I received a beautiful little eggplant in my CSA share last week and couldn't wait to make ratatouille with it. This is a little twist on traditional ratatouille. The tomatoes just barely heat up from the hot pasta, so they still stay fresh and juicy. This time I tossed everything with hot, gluten-free pasta. Score!
How do you like your eggplant? I like mine just like this. :)
Gluten-Free Ratatouille Pastaoriginal recipe
Ingredients:8 oz. gluten-free or regular pasta
1/4 cup olive or canola oil
1 small eggplant, about 1/2-3/4 lb., diced
1 small zucchini, about 1/2 to 3/4 lb., diced
2 small bell peppers, diced
1 small onion, diced
2-3 garlic cloves, minced
a few sprigs fresh thyme
fresh basil (or a few spoonfuls of pesto)
1-2 cups fresh cherry tomatoes, halved
salt and pepper, to taste
Instructions:Boil pasta in salted water according to package directions. Drain the pasta and keep warm while preparing the vegetables.
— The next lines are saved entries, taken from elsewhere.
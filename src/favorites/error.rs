//! Registry validation errors

use thiserror::Error;

/// Why a persisted or in-memory registry was rejected
#[derive(Debug, Error)]
pub enum RegistryError {
    /// The stored text is not JSON
    #[error("Malformed registry: {0}")]
    Parse(#[from] serde_json::Error),

    /// JSON parsed but does not have the registry shape
    #[error("Invalid registry shape: {0}")]
    InvalidShape(String),

    /// `maxItems` is not a positive whole number
    #[error("Invalid registry capacity: {0}")]
    InvalidCapacity(String),
}
//! Integrity checks and usage statistics
//!
//! Everything here goes through the store's public API; nothing reads or
//! writes the backend directly.

use serde::Serialize;
use std::collections::HashSet;
use std::fmt;
use tracing::info;

use crate::favorites::{FavoriteKind, FavoritesRegistry, FavoritesStore};
use crate::storage::KeyValueStore;

/// Registry usage figures
#[derive(Debug, Clone, Copy, PartialEq, Eq, Serialize)]
#[serde(rename_all = "camelCase")]
pub struct FavoritesStats {
    pub total_count: usize,
    pub suite_count: usize,
    pub tool_count: usize,
    pub max_items: usize,
    /// `total_count / max_items` as a rounded percentage
    pub usage_percentage: u32,
}

impl FavoritesStats {
    #[must_use]
    pub fn of(registry: &FavoritesRegistry) -> Self {
        let total_count = registry.total();
        let usage_percentage = if registry.max_items == 0 {
            0
        } else {
            #[allow(clippy::cast_precision_loss, clippy::cast_possible_truncation, clippy::cast_sign_loss)]
            let pct = (total_count as f64 / registry.max_items as f64 * 100.0).round() as u32;
            pct
        };

        Self {
            total_count,
            suite_count: registry.suites.len(),
            tool_count: registry.tools.len(),
            max_items: registry.max_items,
            usage_percentage,
        }
    }
}

/// A single integrity violation
#[derive(Debug, Clone, PartialEq, Eq, Serialize)]
#[serde(tag = "issue", rename_all = "kebab-case")]
pub enum IntegrityIssue {
    /// `max_items` is zero
    InvalidCapacity,
    /// The same identifier appears more than once in one list
    Duplicates { kind: FavoriteKind, ids: Vec<String> },
    /// More identifiers than `max_items`
    OverCapacity { total: usize, max_items: usize },
}

impl fmt::Display for IntegrityIssue {
    fn fmt(&self, f: &mut fmt::Formatter<'_>) -> fmt::Result {
        match self {
            Self::InvalidCapacity => write!(f, "capacity must be positive"),
            Self::Duplicates { kind, ids } => {
                write!(f, "duplicate {kind} favorites: {}", ids.join(", "))
            }
            Self::OverCapacity { total, max_items } => {
                write!(f, "{total} favorites exceed the capacity of {max_items}")
            }
        }
    }
}

fn duplicates(ids: &[String]) -> Vec<String> {
    let mut seen = HashSet::new();
    let mut repeated = Vec::new();
    for id in ids {
        if !seen.insert(id.as_str()) && !repeated.contains(id) {
            repeated.push(id.clone());
        }
    }
    repeated
}

/// All integrity violations in `registry`
#[must_use]
pub fn check_integrity(registry: &FavoritesRegistry) -> Vec<IntegrityIssue> {
    let mut issues = Vec::new();

    if registry.max_items == 0 {
        issues.push(IntegrityIssue::InvalidCapacity);
    }

    for kind in FavoriteKind::ALL {
        let ids = duplicates(registry.list(kind));
        if !ids.is_empty() {
            issues.push(IntegrityIssue::Duplicates { kind, ids });
        }
    }

    if registry.total() > registry.max_items {
        issues.push(IntegrityIssue::OverCapacity {
            total: registry.total(),
            max_items: registry.max_items,
        });
    }

    issues
}

/// Whether the current registry has no integrity violations
pub fn validate_favorites_integrity<S: KeyValueStore>(store: &FavoritesStore<S>) -> bool {
    check_integrity(&store.get_favorites()).is_empty()
}

pub fn get_favorites_stats<S: KeyValueStore>(store: &FavoritesStore<S>) -> FavoritesStats {
    FavoritesStats::of(&store.get_favorites())
}

/// Empty the registry; see [`FavoritesStore::clear_all`]
pub fn reset_favorites<S: KeyValueStore>(store: &FavoritesStore<S>) {
    store.clear_all();
}

/// Everything `debug_favorites` looked at
#[derive(Debug, Clone, PartialEq, Eq, Serialize)]
pub struct DebugSnapshot {
    pub registry: FavoritesRegistry,
    pub stats: FavoritesStats,
    pub issues: Vec<IntegrityIssue>,
}

impl DebugSnapshot {
    #[must_use]
    pub fn is_valid(&self) -> bool {
        self.issues.is_empty()
    }
}

/// Log the registry, its stats and the integrity result; read-only
pub fn debug_favorites<S: KeyValueStore>(store: &FavoritesStore<S>) -> DebugSnapshot {
    let registry = store.get_favorites();
    let stats = FavoritesStats::of(&registry);
    let issues = check_integrity(&registry);

    info!(suites = ?registry.suites, tools = ?registry.tools, max_items = registry.max_items, "favorites registry");
    info!(
        total = stats.total_count,
        usage_percentage = stats.usage_percentage,
        "favorites usage"
    );
    info!(valid = issues.is_empty(), issues = ?issues, "favorites integrity");

    DebugSnapshot {
        registry,
        stats,
        issues,
    }
}
//! Command-line interface definitions and parsing
//!
//! This module defines the CLI structure for favr using the `clap` crate.
//!
//! # Commands
//!
//! - **list**: Show favorites (default)
//! - **add** / **remove** / **toggle**: Change favorites of one kind
//! - **check**: Ask whether an identifier is a favorite
//! - **clear**: Remove every favorite
//! - **stats** / **verify** / **debug**: Diagnostics
//! - **migrate**: Import favorites stored in the legacy format
//!
//! # Examples
//!
//! ```
//! use clap::Parser;
//! use favr::cli::{Cli, Commands};
//!
//! let cli = Cli::parse_from(["favr", "add", "tool", "palette", "outline"]);
//! match cli.get_command() {
//!     Commands::Add { ids, .. } => assert_eq!(ids, vec!["palette", "outline"]),
//!     _ => unreachable!(),
//! }
//! ```

use clap::{Parser, Subcommand, ValueEnum};
use std::path::PathBuf;

use crate::favorites::FavoriteKind;

/// Favorite namespace as given on the command line
#[derive(ValueEnum, Debug, Clone, Copy, PartialEq, Eq)]
pub enum KindArg {
    /// Suite identifiers
    #[value(alias = "suites", alias = "s")]
    Suite,
    /// Tool identifiers
    #[value(alias = "tools", alias = "t")]
    Tool,
}

impl From<KindArg> for FavoriteKind {
    fn from(kind: KindArg) -> Self {
        match kind {
            KindArg::Suite => Self::Suite,
            KindArg::Tool => Self::Tool,
        }
    }
}

/// Manage favorite suites and tools
#[derive(Parser, Debug)]
#[command(name = "favr", version, about, long_about = None)]
pub struct Cli {
    #[command(subcommand)]
    pub command: Option<Commands>,

    /// Suppress informational output (only print results)
    #[arg(short = 'q', long = "quiet", global = true)]
    pub quiet: bool,

    /// Registry database to use (overrides config)
    #[arg(long = "db", value_name = "PATH", global = true)]
    pub db: Option<PathBuf>,
}

/// Available CLI commands
#[derive(Subcommand, Debug, Clone, PartialEq, Eq)]
pub enum Commands {
    /// Show favorites (default)
    #[command(visible_alias = "ls")]
    List {
        /// Only show one kind
        #[arg(short = 'k', long = "kind", value_enum)]
        kind: Option<KindArg>,

        /// Print the registry as JSON
        #[arg(long)]
        json: bool,
    },

    /// Add favorites
    #[command(visible_alias = "a")]
    Add {
        #[arg(value_enum)]
        kind: KindArg,

        /// Identifiers to add, in order
        #[arg(required = true, value_name = "ID")]
        ids: Vec<String>,
    },

    /// Remove favorites
    #[command(visible_alias = "rm")]
    Remove {
        #[arg(value_enum)]
        kind: KindArg,

        /// Identifiers to remove
        #[arg(required = true, value_name = "ID")]
        ids: Vec<String>,
    },

    /// Add a favorite if missing, remove it otherwise
    #[command(visible_alias = "t")]
    Toggle {
        #[arg(value_enum)]
        kind: KindArg,

        #[arg(value_name = "ID")]
        id: String,
    },

    /// Check whether an identifier is a favorite
    Check {
        #[arg(value_enum)]
        kind: KindArg,

        #[arg(value_name = "ID")]
        id: String,
    },

    /// Remove every favorite and reset the capacity
    Clear {
        /// Skip the confirmation prompt
        #[arg(short = 'y', long = "yes")]
        yes: bool,
    },

    /// Show usage statistics
    Stats {
        /// Print the statistics as JSON
        #[arg(long)]
        json: bool,
    },

    /// Check the registry for duplicates and capacity violations
    Verify,

    /// Dump the registry, statistics and integrity result
    Debug,

    /// Import favorites from the legacy storage format
    Migrate,
}

impl Cli {
    /// Parse command-line arguments
    #[must_use]
    pub fn parse_args() -> Self {
        Self::parse()
    }

    /// Get the command to execute, defaulting to `list`
    #[must_use]
    pub fn get_command(&self) -> Commands {
        self.command.clone().unwrap_or(Commands::List {
            kind: None,
            json: false,
        })
    }
}
//! Tracing subscriber setup for the favr binary
//!
//! Logs go to stderr so they never mix with command output on stdout.
//! `RUST_LOG` takes precedence over the configured default filter.

use tracing_subscriber::EnvFilter;
use tracing_subscriber::fmt;
use tracing_subscriber::layer::SubscriberExt;
use tracing_subscriber::util::SubscriberInitExt;

use crate::FavrError;

/// Build the filter from `RUST_LOG`, falling back to `default_directives`
///
/// # Errors
///
/// Returns `FavrError::Logging` if `default_directives` is not a valid filter.
pub fn build_env_filter(default_directives: &str) -> Result<EnvFilter, FavrError> {
    if let Ok(filter) = EnvFilter::try_from_default_env() {
        return Ok(filter);
    }
    EnvFilter::try_new(default_directives)
        .map_err(|e| FavrError::Logging(format!("invalid log filter '{default_directives}': {e}")))
}

/// Install the global subscriber
///
/// # Errors
///
/// Returns `FavrError::Logging` if the filter is invalid or a global
/// subscriber has already been installed.
pub fn init(default_directives: &str) -> Result<(), FavrError> {
    let filter = build_env_filter(default_directives)?;

    tracing_subscriber::registry()
        .with(filter)
        .with(fmt::layer().compact().with_target(false).with_writer(std::io::stderr))
        .try_init()
        .map_err(|e| FavrError::Logging(e.to_string()))
}
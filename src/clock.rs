//! Time source for change event timestamps

use chrono::{DateTime, Utc};

/// Supplies the current time
pub trait Clock {
    fn now(&self) -> DateTime<Utc>;
}

/// Wall clock time
#[derive(Debug, Clone, Copy, Default)]
pub struct SystemClock;

impl Clock for SystemClock {
    fn now(&self) -> DateTime<Utc> {
        Utc::now()
    }
}

/// Clock frozen at a single instant
#[derive(Debug, Clone, Copy)]
pub struct FixedClock {
    now: DateTime<Utc>,
}

impl FixedClock {
    #[must_use]
    pub const fn new(now: DateTime<Utc>) -> Self {
        Self { now }
    }
}

impl Clock for FixedClock {
    fn now(&self) -> DateTime<Utc> {
        self.now
    }
}

#[cfg(test)]
mod tests {
    use super::*;
    use chrono::TimeZone;

    #[test]
    fn test_fixed_clock_does_not_move() {
        let start = Utc.with_ymd_and_hms(2024, 1, 1, 12, 0, 0).unwrap();
        let clock = FixedClock::new(start);

        assert_eq!(clock.now(), start);
        assert_eq!(clock.now(), start);
    }

    #[test]
    fn test_system_clock_is_monotonic_enough() {
        let clock = SystemClock;
        let first = clock.now();
        let second = clock.now();
        assert!(second >= first);
    }
}
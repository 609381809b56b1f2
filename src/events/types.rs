use chrono::{DateTime, Utc};
use serde::{Deserialize, Serialize};
use std::fmt;

use crate::favorites::FavoriteKind;

/// What happened to the registry
#[derive(Debug, Clone, Copy, PartialEq, Eq, Hash, Serialize, Deserialize)]
#[serde(rename_all = "kebab-case")]
pub enum ChangeKind {
    SuiteAdded,
    SuiteRemoved,
    ToolAdded,
    ToolRemoved,
    AllCleared,
}

impl ChangeKind {
    #[must_use]
    pub const fn added(kind: FavoriteKind) -> Self {
        match kind {
            FavoriteKind::Suite => Self::SuiteAdded,
            FavoriteKind::Tool => Self::ToolAdded,
        }
    }

    #[must_use]
    pub const fn removed(kind: FavoriteKind) -> Self {
        match kind {
            FavoriteKind::Suite => Self::SuiteRemoved,
            FavoriteKind::Tool => Self::ToolRemoved,
        }
    }

    /// The namespace this change touched, `None` for [`ChangeKind::AllCleared`]
    #[must_use]
    pub const fn favorite_kind(self) -> Option<FavoriteKind> {
        match self {
            Self::SuiteAdded | Self::SuiteRemoved => Some(FavoriteKind::Suite),
            Self::ToolAdded | Self::ToolRemoved => Some(FavoriteKind::Tool),
            Self::AllCleared => None,
        }
    }

    #[must_use]
    pub const fn as_str(self) -> &'static str {
        match self {
            Self::SuiteAdded => "suite-added",
            Self::SuiteRemoved => "suite-removed",
            Self::ToolAdded => "tool-added",
            Self::ToolRemoved => "tool-removed",
            Self::AllCleared => "all-cleared",
        }
    }
}

impl fmt::Display for ChangeKind {
    fn fmt(&self, f: &mut fmt::Formatter<'_>) -> fmt::Result {
        f.write_str(self.as_str())
    }
}

/// A single registry change, delivered once to current listeners
#[derive(Debug, Clone, PartialEq, Eq, Serialize, Deserialize)]
pub struct ChangeEvent {
    pub kind: ChangeKind,
    /// Affected identifier; absent for [`ChangeKind::AllCleared`]
    #[serde(default, skip_serializing_if = "Option::is_none")]
    pub id: Option<String>,
    pub timestamp: DateTime<Utc>,
}

impl ChangeEvent {
    #[must_use]
    pub fn added(kind: FavoriteKind, id: impl Into<String>, timestamp: DateTime<Utc>) -> Self {
        Self {
            kind: ChangeKind::added(kind),
            id: Some(id.into()),
            timestamp,
        }
    }

    #[must_use]
    pub fn removed(kind: FavoriteKind, id: impl Into<String>, timestamp: DateTime<Utc>) -> Self {
        Self {
            kind: ChangeKind::removed(kind),
            id: Some(id.into()),
            timestamp,
        }
    }

    #[must_use]
    pub const fn cleared(timestamp: DateTime<Utc>) -> Self {
        Self {
            kind: ChangeKind::AllCleared,
            id: None,
            timestamp,
        }
    }
}

impl fmt::Display for ChangeEvent {
    fn fmt(&self, f: &mut fmt::Formatter<'_>) -> fmt::Result {
        match &self.id {
            Some(id) => write!(f, "{} {id}", self.kind),
            None => write!(f, "{}", self.kind),
        }
    }
}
In a large non-stick or cast iron skillet, heat oil. Add the eggplant and zucchini cubes. Stir frequently and cook until brown on all sides. Remove from pan and add the onion and peppers. Cook until they start to soften, adding a little more oil (or water) if the onions and peppers stick. Add the garlic and cook a little longer. Add the eggplant and zucchini back to the pan, along with the thyme sprigs. Cook on low until the vegetables are cooked through.
Gently toss the cooked pasta the vegetables, the basil (or pesto), and the cherry tomatoes. Serve hot.
Makes enough 4-6 as a main dish.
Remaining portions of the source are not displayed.